*DIRECTIONS*
Each line of the entries below that holds "axum" is needed, copied in full.

(EXERCISE MATERIAL begins)

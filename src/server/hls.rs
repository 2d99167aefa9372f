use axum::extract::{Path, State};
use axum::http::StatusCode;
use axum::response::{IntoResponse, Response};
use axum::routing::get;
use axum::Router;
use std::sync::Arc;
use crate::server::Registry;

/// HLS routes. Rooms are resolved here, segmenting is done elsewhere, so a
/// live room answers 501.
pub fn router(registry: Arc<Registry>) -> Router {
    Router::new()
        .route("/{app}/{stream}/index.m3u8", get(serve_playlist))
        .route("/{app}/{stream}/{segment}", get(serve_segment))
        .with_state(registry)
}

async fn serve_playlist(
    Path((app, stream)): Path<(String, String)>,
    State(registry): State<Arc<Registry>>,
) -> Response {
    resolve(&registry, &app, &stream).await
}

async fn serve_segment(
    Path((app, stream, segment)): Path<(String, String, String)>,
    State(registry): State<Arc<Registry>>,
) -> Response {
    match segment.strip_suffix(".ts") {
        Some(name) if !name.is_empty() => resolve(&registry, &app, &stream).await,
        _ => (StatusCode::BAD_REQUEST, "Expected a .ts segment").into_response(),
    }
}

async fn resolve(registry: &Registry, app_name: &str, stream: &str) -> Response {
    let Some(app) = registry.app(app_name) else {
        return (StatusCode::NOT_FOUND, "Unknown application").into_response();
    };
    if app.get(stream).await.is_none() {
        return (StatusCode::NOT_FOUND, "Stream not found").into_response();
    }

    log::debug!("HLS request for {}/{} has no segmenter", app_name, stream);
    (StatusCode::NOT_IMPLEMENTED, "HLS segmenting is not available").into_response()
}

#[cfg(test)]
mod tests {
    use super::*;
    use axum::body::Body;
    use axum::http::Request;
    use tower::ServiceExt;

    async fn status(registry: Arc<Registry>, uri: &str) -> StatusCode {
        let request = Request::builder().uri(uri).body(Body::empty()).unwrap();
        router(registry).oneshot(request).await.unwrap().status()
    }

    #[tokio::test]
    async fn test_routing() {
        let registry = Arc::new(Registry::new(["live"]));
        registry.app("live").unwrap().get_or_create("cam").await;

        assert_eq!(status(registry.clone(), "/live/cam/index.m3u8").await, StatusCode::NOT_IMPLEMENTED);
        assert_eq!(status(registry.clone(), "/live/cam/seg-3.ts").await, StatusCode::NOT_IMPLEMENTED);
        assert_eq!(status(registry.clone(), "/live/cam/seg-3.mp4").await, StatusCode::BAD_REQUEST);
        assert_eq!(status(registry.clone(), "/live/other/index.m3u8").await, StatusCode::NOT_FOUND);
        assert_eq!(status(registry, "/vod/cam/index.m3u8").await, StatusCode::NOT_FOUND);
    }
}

(EXERCISE MATERIAL ends)

*EXERCISE RESULT*
use axum::extract::{Path, State};
use axum::http::StatusCode;
use axum::response::{IntoResponse, Response};
use axum::routing::get;
use axum::Router;
    use axum::body::Body;
    use axum::http::Request;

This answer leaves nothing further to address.